While building Android support for the Mill build tool, our approach has been to treat the Android Gradle Plugin (AGP) as a black box at first, inspect what it produces, and replicate its behaviour in a Mill implementation. In addition, since AGP is open source, this process often includes us inspecting Gradle code as an extra helping hand to reverse engineer the contract between the build system and the Android ecosystem.

In order to validate real-world compatibility, we started migrating the Jetpack Compose samples to Mill. This migration is now complete and can be found in our repository.

These samples served as an excellent way for us to test correctness and parity with Gradle-based builds while also find and develop missing pieces. This blog shows an example of this approach: getting Robolectric tests to work properly under Mill.


The Robolectric Confusion


While migrating the Jetcaster Wear variant, we encountered failing Robolectric tests.

At first glance, we thought that the Wear module was using a Robolectric Gradle plugin (which does exist but apparently not needed anymore for the tests to work). During the migration, we also noticed that the Koin sample also used Robolectric without applying any explicit Gradle plugin at all.

This observation that Robolectric does not fundamentally rely on a Gradle plugin but possibly on an environment that Gradle prepares for unit tests was crucial in our investigation process.

That realisation shifted the question from "Which plugin implementation are we missing?" to:

What exactly is Gradle generating that Robolectric expects?

And that's where the reverse-engineering process began.

The failure

java.lang.RuntimeException: Unable to resolve activity for Intent { 
 act=android.intent.action.MAIN 
 cat=[android.intent.category.LAUNCHER] 
 cmp=org.robolectric.default/com.example.jetcaster.MainActivity 
}

What was interesting about this was org.robolectric.default, which meant that there was a namespace mismatch that shouldn't have happened.

What this meant

Robolectric was trying to resolve the activity under a default package instead of the one defined in the manifest, which was com.example.jetcaster.MainActivity

So either:

  • the manifest wasn’t visible to the test runtime

  • or Robolectric didn’t know where to find the processed Android resources

In Gradle builds, this "just works" when you enable:

testOptions {  
  unitTests {    
    includeAndroidResources = true  
  }
}

includeAndroidResources was a flag that we recently stumbled upon with a different unit test failure, for which we instinctively thought to include the R.jar to the unit test classpath.
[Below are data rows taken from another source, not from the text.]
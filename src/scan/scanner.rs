use std::sync::Arc;

use super::assembler::ReportAssembler;
use super::cache::VerdictCache;
use super::classifier::RiskClassifier;
use super::dispatcher::Dispatcher;
use crate::config::AppConfig;
use crate::errors::AppError;
use crate::logging::OperationTimer;
use crate::providers::{default_providers, ProviderAdapter};
use crate::types::{AggregatedResult, Report, ScanTarget};

/// 扫描服务：调度 → 聚合 → 分类 → 组装报告
pub struct Scanner {
    providers: Vec<Arc<dyn ProviderAdapter>>,
    dispatcher: Dispatcher,
    classifier: RiskClassifier,
    assembler: ReportAssembler,
    cache: Option<Arc<VerdictCache>>,
}

impl Scanner {
    /// Standard provider set, plus a verdict cache when the configured
    /// capacity is non-zero.
    pub fn from_config(config: &AppConfig) -> Result<Self, AppError> {
        let providers = default_providers(config)?;
        let scanner = Self::new(providers, config);
        let cache = VerdictCache::new(config.scan.cache_capacity, config.scan.cache_ttl());
        Ok(match cache {
            Some(cache) => scanner.with_cache(Arc::new(cache)),
            None => scanner,
        })
    }

    pub fn new(providers: Vec<Arc<dyn ProviderAdapter>>, config: &AppConfig) -> Self {
        Self {
            providers,
            dispatcher: Dispatcher::new(Some(config.scan.outer_deadline())),
            classifier: RiskClassifier::new(config.thresholds),
            assembler: ReportAssembler::new(config.scan.display_limit),
            cache: None,
        }
    }

    /// Shares a verdict cache owned by the caller.
    pub fn with_cache(mut self, cache: Arc<VerdictCache>) -> Self {
        self.cache = Some(cache);
        self
    }

    /// Validates a raw URL and scans it.
    pub async fn scan_url(&self, raw: &str) -> Result<Report, AppError> {
        let target = ScanTarget::url(raw)?;
        Ok(self.scan(&target).await)
    }

    /// Hashes uploaded bytes and scans them.
    pub async fn scan_bytes(
        &self,
        bytes: &[u8],
        mime_type: &str,
        file_name: Option<String>,
    ) -> Result<Report, AppError> {
        let target = ScanTarget::from_bytes(bytes, mime_type, file_name);
        Ok(self.scan(&target).await)
    }

    /// Never fails: in the worst case every provider failed and the report
    /// is an all-safe, zero-score one with the failures listed.
    pub async fn scan(&self, target: &ScanTarget) -> Report {
        let timer = OperationTimer::new("scan")
            .with_metadata("target_kind", target.kind())
            .with_metadata("providers", self.providers.len());

        if let Some((cached, verdict)) = self.cache.as_ref().and_then(|c| c.get(target)) {
            // 缓存只按内容命中，报告必须描述本次请求的目标
            let aggregated = AggregatedResult {
                target: target.clone(),
                ..cached
            };
            tracing::info!(
                target_kind = %target.kind(),
                risk_level = %verdict.risk_level,
                score = verdict.score,
                "♻️ 使用缓存的扫描结论"
            );
            timer.with_metadata("cached", true).finish();
            return self.assembler.assemble(&aggregated, verdict);
        }

        tracing::info!(
            target_kind = %target.kind(),
            target = %target.display_name(),
            "🔍 开始扫描"
        );

        let aggregated = self.dispatcher.dispatch(target, &self.providers).await;
        let verdict = self.classifier.classify(&aggregated);

        tracing::info!(
            target_kind = %target.kind(),
            positives = aggregated.positives,
            total = aggregated.total,
            risk_level = %verdict.risk_level,
            score = verdict.score,
            failed = aggregated.failed_providers().count(),
            "{} 扫描完成",
            verdict.risk_level.to_emoji()
        );

        let report = self.assembler.assemble(&aggregated, verdict);

        // 只缓存所有 provider 都成功的结果
        if let Some(cache) = &self.cache {
            if aggregated.all_succeeded() {
                cache.insert(aggregated, verdict);
            }
        }

        timer.finish();
        report
    }
}
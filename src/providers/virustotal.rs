//! VirusTotal v3 适配器（多引擎）

use std::collections::BTreeSet;
use std::time::Duration;

use async_trait::async_trait;
use serde_json::Value;
use sha2::{Digest, Sha256};

use super::{AdapterCore, ProviderAdapter};
use crate::config::ProviderConfig;
use crate::errors::ProviderError;
use crate::synthetic::{SyntheticFallback, SyntheticProfile};
use crate::types::{Category, DetectionRecord, ProviderResult, ScanTarget, TargetKind};

pub const NAME: &str = "VirusTotal";

pub struct VirusTotalAdapter {
    core: AdapterCore,
}

impl VirusTotalAdapter {
    pub fn new(config: ProviderConfig, offline: bool) -> Result<Self, ProviderError> {
        let fallback = SyntheticFallback::new(NAME, SyntheticProfile::MultiEngine);
        Ok(Self {
            core: AdapterCore::new(NAME, config, offline, fallback)?,
        })
    }

    fn report_url(&self, target: &ScanTarget) -> String {
        match target {
            ScanTarget::File(file) => format!("{}/files/{}", self.core.base_url(), file.content_hash),
            // v3 accepts the SHA-256 of the URL as its identifier
            ScanTarget::Url(url) => format!(
                "{}/urls/{}",
                self.core.base_url(),
                hex::encode(Sha256::digest(url.url.as_bytes()))
            ),
        }
    }

    async fn fetch(&self, target: &ScanTarget) -> Result<ProviderResult, ProviderError> {
        let url = self.report_url(target);
        let api_key = self.core.api_key();
        let body = self
            .core
            .http
            .send_with_retry(|client| client.get(&url).header("x-apikey", api_key))
            .await?;

        match body {
            Some(json) => parse_report(&json, target.kind()),
            None => Ok(ProviderResult::empty(NAME)),
        }
    }
}

#[async_trait]
impl ProviderAdapter for VirusTotalAdapter {
    fn name(&self) -> &str {
        NAME
    }

    fn supports_kind(&self, _kind: TargetKind) -> bool {
        true
    }

    fn is_configured(&self) -> bool {
        self.core.is_configured()
    }

    fn timeout(&self) -> Option<Duration> {
        self.core.timeout()
    }

    async fn query(&self, target: &ScanTarget) -> ProviderResult {
        self.core.run(target, self.fetch(target)).await
    }
}

/// Normalises a v3 `files/{id}` or `urls/{id}` object.
pub fn parse_report(json: &Value, kind: TargetKind) -> Result<ProviderResult, ProviderError> {
    let attributes = &json["data"]["attributes"];
    if !attributes.is_object() {
        return Err(ProviderError::UnexpectedResponseStructure(
            "missing data.attributes".to_string(),
        ));
    }

    let stats = &attributes["last_analysis_stats"];
    let count = |key: &str| {
        stats[key]
            .as_u64()
            .map_or(0, |n| u32::try_from(n).unwrap_or(u32::MAX))
    };
    let positives = count("malicious").saturating_add(count("suspicious"));
    let total = positives
        .saturating_add(count("undetected"))
        .saturating_add(count("harmless"));

    let mut records = Vec::new();
    if let Some(results) = attributes["last_analysis_results"].as_object() {
        for (engine, result) in results {
            let verdict = result["category"].as_str().unwrap_or("undetected");
            let detected = matches!(verdict, "malicious" | "suspicious");
            let label = result["result"].as_str().unwrap_or(if detected { verdict } else { "Clean" });
            let category = if detected {
                match Category::infer(label) {
                    Category::Clean => Category::infer(verdict),
                    inferred => inferred,
                }
            } else {
                Category::Clean
            };
            records.push(DetectionRecord::new(engine.as_str(), detected, label, category));
        }
    }
    records.sort_by(|a, b| a.engine_name.cmp(&b.engine_name));

    let categories = match kind {
        TargetKind::Url => url_categories(attributes),
        TargetKind::File => file_categories(attributes),
    };

    Ok(ProviderResult::with_counts(NAME, positives, total, records, categories).validated())
}

/// Vendor site classifications, e.g. `{"Forcepoint ThreatSeeker": "phishing and other frauds"}`.
fn url_categories(attributes: &Value) -> BTreeSet<Category> {
    let mut categories = BTreeSet::new();
    if let Some(vendors) = attributes["categories"].as_object() {
        for label in vendors.values().filter_map(Value::as_str) {
            let lower = label.to_ascii_lowercase();
            if lower.contains("phish") {
                categories.insert(Category::Phishing);
            } else if lower.contains("malware") || lower.contains("malicious") {
                categories.insert(Category::Malware);
            }
        }
    }
    categories
}

/// `popular_threat_classification.popular_threat_category[].value`
fn file_categories(attributes: &Value) -> BTreeSet<Category> {
    let mut categories = BTreeSet::new();
    if let Some(entries) =
        attributes["popular_threat_classification"]["popular_threat_category"].as_array()
    {
        for value in entries.iter().filter_map(|e| e["value"].as_str()) {
            let category = match value.to_ascii_lowercase().as_str() {
                "pua" | "adware" | "hacktool" | "riskware" => Category::Suspicious,
                "phishing" => Category::Phishing,
                _ => Category::Malware,
            };
            categories.insert(category);
        }
    }
    categories
}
This did seem to fix the problem at the time but maybe this solution was incomplete and was time to really investigate it.

Reverse Engineering Gradle

We inspected Gradle’s intermediates and found this file which felt relevant:

build/intermediates/unit_test_config_directory/
  debugUnitTest/generateDebugUnitTestConfig/out/
    com/android/tools/test_config.properties

Its contents:

android_custom_package=com.example.jetcaster
android_merged_assets=...
android_merged_manifest=...
android_resource_apk=...

This seemed like the real mechanism on how unit tests are informed on the app's resources.

Verifying our assumption with the Android Documentation, when includeAndroidResources = true, Gradle doesn’t just add R.jar.

It generates a properties file on the test classpath:

com/android/tools/test_config.properties

And Robolectric reads it to:

  • determine the correct application package

  • locate the merged manifest

  • load merged assets

  • load the resource APK

Without this file, Robolectric falls back to org.robolectric.default.

That’s exactly what we were seeing.


Replicating this behaviour in Mill

To properly support includeAndroidResources, we implemented two tasks in Mill.


Produce the required properties

def androidTestConfigProperties = Task {
  Map(
    "android_custom_package" -> outer.androidNamespace,
    "android_merged_manifest" -> outer.androidMergedManifest().path.toString,
    "android_resource_apk" ->
      (outer.androidLinkedResources().path / "apk" / "res.apk").toString,
    "android_merged_assets" ->
      outer.androidTransitiveMergedAssets().path.toString
  )
}

Generate the required field on the test classpath

def androidGeneratedTestConfigSources: T[Seq[PathRef]] = Task {
  val content = androidTestConfigProperties().map { case (key, value) =>
    s"$key=$value"
  }.mkString("\n")

  val configFile =
    Task.dest / "com" / "android" / "tools" / "test_config.properties"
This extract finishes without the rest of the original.